Date Published: July 21, 2017
Publisher: Public Library of Science
Author(s): Lei Jia, Yaxiong Sun, Alexandre G. de Brevern.
Chemical stability is a major concern in the development of protein therapeutics due to its impact on both efficacy and safety. Protein “hotspots” are amino acid residues that are subject to various chemical modifications, including deamidation, isomerization, glycosylation, oxidation etc. A more accurate prediction method for potential hotspot residues would allow their elimination or reduction as early as possible in the drug discovery process. In this work, we focus on prediction models for asparagine (Asn) deamidation. Sequence-based prediction method simply identifies the NG motif (amino acid asparagine followed by a glycine) to be liable to deamidation. It still dominates deamidation evaluation process in most pharmaceutical setup due to its convenience. However, the simple sequence-based method is less accurate and often causes over-engineering a protein. We introduce structure-based prediction models by mining available experimental and structural data of deamidated proteins. Our training set contains 194 Asn residues from 25 proteins that all have available high-resolution crystal structures. Experimentally measured deamidation half-life of Asn in penta-peptides as well as 3D structure-based properties, such as solvent exposure, crystallographic B-factors, local secondary structure and dihedral angles etc., were used to train prediction models with several machine learning algorithms. The prediction tools were cross-validated as well as tested with an external test data set. The random forest model had high enrichment in ranking deamidated residues higher than non-deamidated residues while effectively eliminated false positive predictions. It is possible that such quantitative protein structure–function relationship tools can also be applied to other protein hotspot predictions. In addition, we extensively discussed metrics being used to evaluate the performance of predicting unbalanced data sets such as the deamidation case.
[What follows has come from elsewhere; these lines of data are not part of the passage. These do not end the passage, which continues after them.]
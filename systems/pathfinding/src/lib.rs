#![deny(
    unsafe_code,
    missing_docs,
    dead_code,
    unused_results,
    non_snake_case,
    unreachable_pub
)]

//! Deterministic A* pathfinding over a walkability snapshot.
//!
//! The search is fully deterministic: the frontier is scanned linearly for
//! the smallest f-score with strict `<` so the earliest-inserted node wins
//! ties, and neighbors expand in Up, Left, Right, Down order. Step cost is
//! 1.0 per orthogonal move and the heuristic is the Manhattan distance, so
//! returned paths are always shortest.

use storm_arena_core::{Direction, GridPos};

/// Dense boolean snapshot of which cells admit movement.
#[derive(Clone, Debug)]
pub struct WalkabilityGrid {
    width: i32,
    height: i32,
    cells: Vec<bool>,
}

impl WalkabilityGrid {
    /// Creates a grid with every cell walkable.
    #[must_use]
    pub fn new(width: i32, height: i32) -> Self {
        let count = (width.max(0) as usize) * (height.max(0) as usize);
        Self {
            width,
            height,
            cells: vec![true; count],
        }
    }

    /// Creates a grid by sampling the predicate for every cell.
    #[must_use]
    pub fn from_fn<F>(width: i32, height: i32, mut walkable: F) -> Self
    where
        F: FnMut(GridPos) -> bool,
    {
        let mut grid = Self::new(width, height);
        for y in 0..height {
            for x in 0..width {
                let position = GridPos::new(x, y);
                grid.set_walkable(position, walkable(position));
            }
        }
        grid
    }

    /// Grid width in cells.
    #[must_use]
    pub fn width(&self) -> i32 {
        self.width
    }

    /// Grid height in cells.
    #[must_use]
    pub fn height(&self) -> i32 {
        self.height
    }

    /// Overwrites the walkability of a cell. Out-of-bounds cells are ignored.
    pub fn set_walkable(&mut self, position: GridPos, walkable: bool) {
        if let Some(index) = self.index(position) {
            self.cells[index] = walkable;
        }
    }

    /// Whether the cell admits movement. Out-of-bounds cells never do.
    #[must_use]
    pub fn is_walkable(&self, position: GridPos) -> bool {
        self.index(position)
            .map_or(false, |index| self.cells[index])
    }

    fn index(&self, position: GridPos) -> Option<usize> {
        if (0..self.width).contains(&position.x()) && (0..self.height).contains(&position.y()) {
            Some((position.y() as usize) * (self.width as usize) + position.x() as usize)
        } else {
            None
        }
    }

    fn position(&self, index: usize) -> GridPos {
        let width = self.width as usize;
        GridPos::new((index % width) as i32, (index / width) as i32)
    }
}

const EXPANSION_ORDER: [Direction; 4] = [
    Direction::Up,
    Direction::Left,
    Direction::Right,
    Direction::Down,
];

/// Shortest path from `start` to `goal`, excluding the start cell and
/// including the goal cell.
///
/// Returns an empty path when the goal is unreachable, when either endpoint
/// is unwalkable or out of bounds, or when `start == goal`.
#[must_use]
pub fn shortest_path(grid: &WalkabilityGrid, start: GridPos, goal: GridPos) -> Vec<GridPos> {
    if start == goal || !grid.is_walkable(start) || !grid.is_walkable(goal) {
        return Vec::new();
    }
    let Some(start_index) = grid.index(start) else {
        return Vec::new();
    };
    let Some(goal_index) = grid.index(goal) else {
        return Vec::new();
    };

    let cell_count = grid.cells.len();
    let mut g_scores = vec![0.0_f64; cell_count];
    let mut f_scores = vec![0.0_f64; cell_count];
    let mut parents: Vec<Option<usize>> = vec![None; cell_count];
    let mut in_open = vec![false; cell_count];
    let mut closed = vec![false; cell_count];
    let mut open: Vec<usize> = Vec::new();

    in_open[start_index] = true;
    open.push(start_index);

    let mut found = false;
    while !open.is_empty() {
        let mut best = 0;
        for offset in 1..open.len() {
            if f_scores[open[offset]] < f_scores[open[best]] {
                best = offset;
            }
        }
        let current = open.remove(best);
        in_open[current] = false;
        closed[current] = true;
        if current == goal_index {
            found = true;
            break;
        }
        let current_position = grid.position(current);
        for direction in EXPANSION_ORDER {
            let neighbor_position = current_position.step(direction);
            if !grid.is_walkable(neighbor_position) {
                continue;
            }
            let Some(neighbor) = grid.index(neighbor_position) else {
                continue;
            };
            if closed[neighbor] {
                continue;
            }
            let tentative_g = g_scores[current] + 1.0;
            let tentative_f =
                tentative_g + f64::from(neighbor_position.manhattan_distance(goal));
            if tentative_f < f_scores[neighbor] || !in_open[neighbor] {
                g_scores[neighbor] = tentative_g;
                f_scores[neighbor] = tentative_f;
                parents[neighbor] = Some(current);
                if !in_open[neighbor] {
                    in_open[neighbor] = true;
                    open.push(neighbor);
                }
            }
        }
    }

    if !found {
        return Vec::new();
    }
    let mut path = Vec::new();
    let mut cursor = goal_index;
    while cursor != start_index {
        path.push(grid.position(cursor));
        match parents[cursor] {
            Some(parent) => cursor = parent,
            None => return Vec::new(),
        }
    }
    path.reverse();
    path
}

/// Whether a non-empty path exists from `start` to `goal`.
#[must_use]
pub fn is_reachable(grid: &WalkabilityGrid, start: GridPos, goal: GridPos) -> bool {
    !shortest_path(grid, start, goal).is_empty()
}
Chemical stability is a major concern in the development of protein therapeutics due to its impact on both efficacy and safety. Protein “hotspots” are amino acid residues that are subject to various chemical modifications, including deamidation, isomerization, glycosylation, oxidation etc. Deamidation primarily happens on an asparagine (Asn) residue. Its C-terminus residue’s backbone nitrogen atom conducts a nucleophilic attack to the Asn’s side chain amide group carbon atom. An intermediate ring-closed succinimide residue is proposed to form. The succinimide residue then conducts fast hydrolysis to lead to the final product aspartic acid (Asp) or iso aspartic acid (IsoAsp)  (Fig 1). Therefore, the deamidation process causes an Asn to Asp / IsoAsp mutation. Glutamine (Gln) residue can also undergo the deamidation process. However, Gln deamidation happens at a much slower rate than Asn [2, 3], so it is a less concern. Deamidation of asparagine residues in biological pharmaceuticals is a major cause of degradation if the therapeutical proteins are not formulated and stored appropriately . If deamidation occurs in the monoclonal antibody’s complementarity determining region (CDR), the antibody’s binding potency can be affected. Evaluating Asn deamidation liability is a very important step during the engineering process of therapeutical protein development.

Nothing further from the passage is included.